WORK TO COMPLETE: Check every line below for the word "options" and give only the number of lines where it appears.

------ INPUT RECORDS

//! # tsv-sheets-io
//!
//! TSV file reader and writer for tsv-sheets.

mod error;
mod options;
mod reader;
mod writer;

pub use error::{TsvError, TsvResult};
pub use options::{LineTerminator, TsvReadOptions, TsvWriteOptions};
pub use reader::TsvReader;
pub use writer::TsvWriter;
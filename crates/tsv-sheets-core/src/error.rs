//! Error types for tsv-sheets-core
//!
//! The regular cell, row and document operations never fail. These errors
//! only come out of the strict variants (`parse_number`, `try_add`,
//! `try_sub`, `try_row_by_value`).

use thiserror::Error;

/// Result type alias using [`Error`]
pub type Result<T> = std::result::Result<T, Error>;

/// Errors that can occur in tsv-sheets-core
#[derive(Debug, Clone, PartialEq, Error)]
pub enum Error {
    /// The cell text is not numeric text
    #[error("Cell value is not a number: {0:?}")]
    NotANumber(String),

    /// An arithmetic operand could not be read as a number
    #[error("Operand is not a number: {0:?}")]
    InvalidOperand(String),

    /// No row starts with the requested value
    #[error("No row starts with value: {0:?}")]
    RowNotFound(String),
}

------------

ANSWER: 2